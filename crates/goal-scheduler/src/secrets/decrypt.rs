use crate::config::DecryptionConfig;
use crate::error::{Error, Result};
use base64::engine::general_purpose::STANDARD;
use base64::Engine;
use rsa::pkcs8::DecodePrivateKey;
use rsa::{Oaep, RsaPrivateKey};
use sha1::Sha1;

/// Decrypt a base64 RSA-OAEP (SHA-1) ciphertext with the configured PKCS#8 key.
pub fn decrypt_secret(ciphertext: &str, config: Option<&DecryptionConfig>) -> Result<String> {
    let Some(config) = config else {
        return Err(Error::SecretError(
            "Encrypted secret declared but no decryption key is configured".to_string(),
        ));
    };
    let key = load_private_key(config)?;
    let bytes = STANDARD
        .decode(ciphertext.trim())
        .map_err(|e| Error::SecretError(format!("Encrypted secret is not valid base64: {e}")))?;
    let plain = key
        .decrypt(Oaep::new::<Sha1>(), &bytes)
        .map_err(|e| Error::SecretError(format!("Failed to decrypt secret: {e}")))?;
    String::from_utf8(plain)
        .map_err(|e| Error::SecretError(format!("Decrypted secret is not UTF-8: {e}")))
}

fn load_private_key(config: &DecryptionConfig) -> Result<RsaPrivateKey> {
    let pem = config.private_key.trim();
    let key = match config.passphrase.as_deref() {
        Some(passphrase) if !passphrase.is_empty() => {
            RsaPrivateKey::from_pkcs8_encrypted_pem(pem, passphrase.as_bytes())
        }
        _ => RsaPrivateKey::from_pkcs8_pem(pem),
    };
    key.map_err(|e| Error::ConfigError(format!("Invalid decryption private key: {e}")))
}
= = = = =
TASK INSTRUCTIONS → In the records, locate each line holding the string "configured" and copy it.

WRITTEN RESPONSE →
/// Decrypt a base64 RSA-OAEP (SHA-1) ciphertext with the configured PKCS#8 key.
            "Encrypted secret declared but no decryption key is configured".to_string(),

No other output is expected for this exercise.